EXERCISE DATA -
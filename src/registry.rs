//! Lazily created reader bookkeeping
//!
//! Records the parameters of the last successfully created on-ramp and commit-store
//! readers so `Close` can tear exactly those down. Teardown is best-effort: every
//! step runs, even under an already cancelled token, and every failure is kept.

use std::sync::Arc;

use tokio::sync::Mutex;
use tokio_util::sync::CancellationToken;
use tracing::{debug, warn};

use crate::collaborators::ReaderFactory;
use crate::error::{ProviderError, TeardownErrors, TeardownKind};
use crate::lifecycle::with_cancel_in_flight;
use crate::token_data::usdc::UsdcMessageSubscription;
use crate::types::{GenericAddress, OnRampParams};

/// Whether a reader kind was ever created, and with what parameters
#[derive(Debug, Clone, PartialEq, Eq)]
pub enum SeenResource<T> {
    NeverCreated,
    Created(T),
}

impl<T> Default for SeenResource<T> {
    fn default() -> Self {
        SeenResource::NeverCreated
    }
}

impl<T> SeenResource<T> {
    pub fn as_created(&self) -> Option<&T> {
        match self {
            SeenResource::NeverCreated => None,
            SeenResource::Created(params) => Some(params),
        }
    }

    pub fn is_created(&self) -> bool {
        matches!(self, SeenResource::Created(_))
    }
}

#[derive(Debug, Default)]
struct SeenReaders {
    on_ramp: SeenResource<OnRampParams>,
    commit_store: SeenResource<GenericAddress>,
}

/// Role-specific teardown work run in the same pass as the registry's own steps
pub enum TeardownStep {
    /// Always closes the fixed off-ramp, whether or not a reader was built
    OffRampReader(GenericAddress),
    UsdcMessageSubscription(Arc<UsdcMessageSubscription>),
}

impl TeardownStep {
    fn kind(&self) -> TeardownKind {
        match self {
            TeardownStep::OffRampReader(_) => TeardownKind::OffRampReader,
            TeardownStep::UsdcMessageSubscription(_) => TeardownKind::UsdcMessageSubscription,
        }
    }
}

#[derive(Debug, Default)]
pub struct ReaderRegistry {
    seen: Mutex<SeenReaders>,
}

impl ReaderRegistry {
    pub fn new() -> Self {
        Self::default()
    }

    /// Overwrites any earlier on-ramp record
    pub async fn record_on_ramp_seen(&self, params: OnRampParams) {
        self.seen.lock().await.on_ramp = SeenResource::Created(params);
    }

    /// Overwrites any earlier commit-store record
    pub async fn record_commit_store_seen(&self, address: GenericAddress) {
        self.seen.lock().await.commit_store = SeenResource::Created(address);
    }

    pub async fn on_ramp(&self) -> SeenResource<OnRampParams> {
        self.seen.lock().await.on_ramp.clone()
    }

    pub async fn commit_store(&self) -> SeenResource<GenericAddress> {
        self.seen.lock().await.commit_store.clone()
    }

    /// Closes every recorded reader, then runs `extra` in order.
    ///
    /// Never short-circuits; the returned collection is empty on success.
    pub async fn teardown_all(
        &self,
        ctx: &CancellationToken,
        factory: &dyn ReaderFactory,
        extra: Vec<TeardownStep>,
    ) -> TeardownErrors {
        let (on_ramp, commit_store) = {
            let seen = self.seen.lock().await;
            (seen.on_ramp.clone(), seen.commit_store.clone())
        };
        let mut errors = TeardownErrors::new();

        if let SeenResource::Created(params) = &on_ramp {
            let res = with_cancel_in_flight(ctx, "CloseOnRampReader", async {
                factory
                    .close_on_ramp_reader(params)
                    .await
                    .map_err(|e| ProviderError::collaborator("close on-ramp reader", &params.address, e))
            })
            .await;
            record(&mut errors, TeardownKind::OnRampReader, res);
        }

        if let SeenResource::Created(address) = &commit_store {
            let res = with_cancel_in_flight(ctx, "CloseCommitStoreReader", async {
                factory
                    .close_commit_store_reader(address)
                    .await
                    .map_err(|e| ProviderError::collaborator("close commit store reader", address, e))
            })
            .await;
            record(&mut errors, TeardownKind::CommitStoreReader, res);
        }

        for step in extra {
            let kind = step.kind();
            let res = match &step {
                TeardownStep::OffRampReader(address) => {
                    with_cancel_in_flight(ctx, "CloseOffRampReader", async {
                        factory.close_off_ramp_reader(address).await.map_err(|e| {
                            ProviderError::collaborator("close off-ramp reader", address, e)
                        })
                    })
                    .await
                }
                TeardownStep::UsdcMessageSubscription(messages) => {
                    with_cancel_in_flight(ctx, "CloseUSDCReader", async {
                        messages.unregister().await.map_err(|e| {
                            ProviderError::collaborator("unregister filter", messages.name(), e)
                        })
                    })
                    .await
                }
            };
            record(&mut errors, kind, res);
        }

        errors
    }
}

fn record(errors: &mut TeardownErrors, kind: TeardownKind, res: Result<(), ProviderError>) {
    match res {
        Ok(()) => debug!(step = %kind, "Teardown step succeeded"),
        Err(e) => {
            warn!(step = %kind, error = %e, "Teardown step failed");
            errors.push(kind, e);
        }
    }
}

ABOUT THIS TASK - Your task is to gather all lines from the entries above that hold the word "ReaderRegistry".

SOLUTION TO THIS EXERCISE -
pub struct ReaderRegistry {
impl ReaderRegistry {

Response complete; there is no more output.